The US House of Representatives’ oversight committee has published a report following, it said, ‘multiple whistleblowers [having come forward] to warn about efforts inside the White House to rush the transfer of highly sensitive U.S. nuclear technology to Saudi Arabia in potential violation of the Atomic Energy Act and without review by Congress as required by law – efforts that may be ongoing to this day.’
The report notes both that the Trump administration’s dealings with Saudi have been marked by great secrecy, and that ‘within the United States, strong private commercial interests have been pressing aggressively for the transfer of high sensitive nuclear technology to Saudi Arabia.’ It says that these interests, which have been in ‘close and repeated contact’ with the administration, stand to reap billions from contracts to build nuclear facilities.
But, it says, ‘[E]xperts worry that transferring sensitive U.S. nuclear technology could allow Saudi Arabia to produce nuclear weapons that contribute to the proliferation of nuclear arms throughout an already unstable Middle East…
‘When Congress passed the Atomic Energy Act, it imposed stringent controls on the export of U.S. technology to a foreign country that could be used to create nuclear weapons.

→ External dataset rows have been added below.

//! Channel configuration.

use std::time::Duration;

use serde::{Deserialize, Deserializer};

use tabsync_core::InstanceId;

use crate::error::{Result, SyncError};

/// Channel name used when none is configured.
pub const DEFAULT_CHANNEL_NAME: &str = "state_channel";

/// Configuration for one channel manager.
///
/// Deserializes from the camelCase JSON shape used by host pages, with
/// durations in milliseconds:
///
/// ```json
/// { "channelName": "todos", "syncTimeout": 3000, "retryAttempts": 5, "retryDelay": 1000 }
/// ```
#[derive(Debug, Clone, PartialEq, Deserialize)]
#[serde(default, rename_all = "camelCase")]
pub struct ChannelConfig {
    /// Routing namespace; only peers on the same name see each other.
    pub channel_name: String,
    /// How long to wait for a RESPONSE before retrying.
    #[serde(deserialize_with = "duration_ms")]
    pub sync_timeout: Duration,
    /// Number of state REQUESTs issued before falling back to local state.
    pub retry_attempts: u32,
    /// Pause between a timed-out REQUEST and the next one.
    #[serde(deserialize_with = "duration_ms")]
    pub retry_delay: Duration,
    /// Fixed identity, for deterministic tests. Random when `None`.
    ///
    /// In JSON this is 32 hex digits; UUID text with hyphens is accepted.
    /// Other strings are rejected since identities are sixteen bytes.
    pub instance_id: Option<InstanceId>,
}

impl Default for ChannelConfig {
    fn default() -> Self {
        Self {
            channel_name: DEFAULT_CHANNEL_NAME.to_string(),
            sync_timeout: Duration::from_millis(5000),
            retry_attempts: 3,
            retry_delay: Duration::from_millis(1000),
            instance_id: None,
        }
    }
}

impl ChannelConfig {
    /// Default config bound to a channel name.
    pub fn new(channel_name: impl Into<String>) -> Self {
        Self {
            channel_name: channel_name.into(),
            ..Default::default()
        }
    }

    pub fn with_channel_name(mut self, name: impl Into<String>) -> Self {
        self.channel_name = name.into();
        self
    }

    pub fn with_sync_timeout(mut self, timeout: Duration) -> Self {
        self.sync_timeout = timeout;
        self
    }

    pub fn with_retry_attempts(mut self, attempts: u32) -> Self {
        self.retry_attempts = attempts;
        self
    }

    pub fn with_retry_delay(mut self, delay: Duration) -> Self {
        self.retry_delay = delay;
        self
    }

    pub fn with_instance_id(mut self, id: InstanceId) -> Self {
        self.instance_id = Some(id);
        self
    }

    /// Parse from JSON, defaulting missing fields.
    pub fn from_json(json: &str) -> Result<Self> {
        Ok(serde_json::from_str(json)?)
    }

    /// Reject configurations a manager cannot run with.
    pub fn validate(&self) -> Result<()> {
        if self.channel_name.trim().is_empty() {
            return Err(SyncError::InvalidConfig("channel name is empty".into()));
        }
        if self.sync_timeout.is_zero() {
            return Err(SyncError::InvalidConfig("sync timeout must be non-zero".into()));
        }
        Ok(())
    }
}

fn duration_ms<'de, D: Deserializer<'de>>(deserializer: D) -> std::result::Result<Duration, D::Error> {
    u64::deserialize(deserializer).map(Duration::from_millis)
}

#[cfg(test)]
mod tests {
    use super::*;

    #[test]
    fn test_defaults() {
        let config = ChannelConfig::default();
        assert_eq!(config.channel_name, "state_channel");
        assert_eq!(config.sync_timeout, Duration::from_secs(5));
        assert_eq!(config.retry_attempts, 3);
        assert_eq!(config.retry_delay, Duration::from_secs(1));
        assert!(config.instance_id.is_none());
        assert!(config.validate().is_ok());
    }

    #[test]
    fn test_from_json_partial() {
        let config = ChannelConfig::from_json(r#"{ "channelName": "todos", "syncTimeout": 250 }"#)
            .unwrap();
        assert_eq!(config.channel_name, "todos");
        assert_eq!(config.sync_timeout, Duration::from_millis(250));
        assert_eq!(config.retry_attempts, 3);
    }

    #[test]
    fn test_from_json_instance_id() {
        let hex = "ab".repeat(16);
        let config = ChannelConfig::from_json(&format!(r#"{{ "instanceId": "{hex}" }}"#)).unwrap();
        assert_eq!(config.instance_id, Some(InstanceId::from_bytes([0xab; 16])));
    }

    #[test]
    fn test_from_json_uuid_instance_id() {
        let config = ChannelConfig::from_json(
            r#"{ "instanceId": "6f1c2b3a-0d4e-4f5a-9b6c-7d8e9f0a1b2c" }"#,
        )
        .unwrap();
        assert_eq!(
            config.instance_id.map(|id| id.to_hex()).as_deref(),
            Some("6f1c2b3a0d4e4f5a9b6c7d8e9f0a1b2c")
        );
        assert!(ChannelConfig::from_json(r#"{ "instanceId": "tab-1" }"#).is_err());
    }

    #[test]
    fn test_validate_rejects_empty_name() {
        let config = ChannelConfig::new("  ");
        assert!(matches!(config.validate(), Err(SyncError::InvalidConfig(_))));
    }

    #[test]
    fn test_validate_rejects_zero_timeout() {
        let config = ChannelConfig::default().with_sync_timeout(Duration::ZERO);
        assert!(matches!(config.validate(), Err(SyncError::InvalidConfig(_))));
    }
}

‘Under Section 123 of the Act, the U.S. may not transfer nuclear technology to a foreign country without the approval of Congress, in order to ensure that the agreement reached with the foreign government meets nine specific nonproliferation requirements. The whistleblowers who came forward have expressed significant concerns about the potential procedural and legal violations connected with rushing through a plan to transfer nuclear technology to Saudi Arabia. They have warned of conflicts of interest among top White House advisers that could implicate federal criminal statutes.’
The report includes leaked memos, and a timeline suggesting an inner circle formed in part by retired generals who have been advancing a plan to sell nuclear power to Saudi since Donald Trump took office.
It says, ‘Further investigation is needed to determine whether the actions being pursued by the Trump Administration are in the national security interest of the United States or, rather, serve those who stand to gain financially as a result of this potential change in U.S. foreign policy.’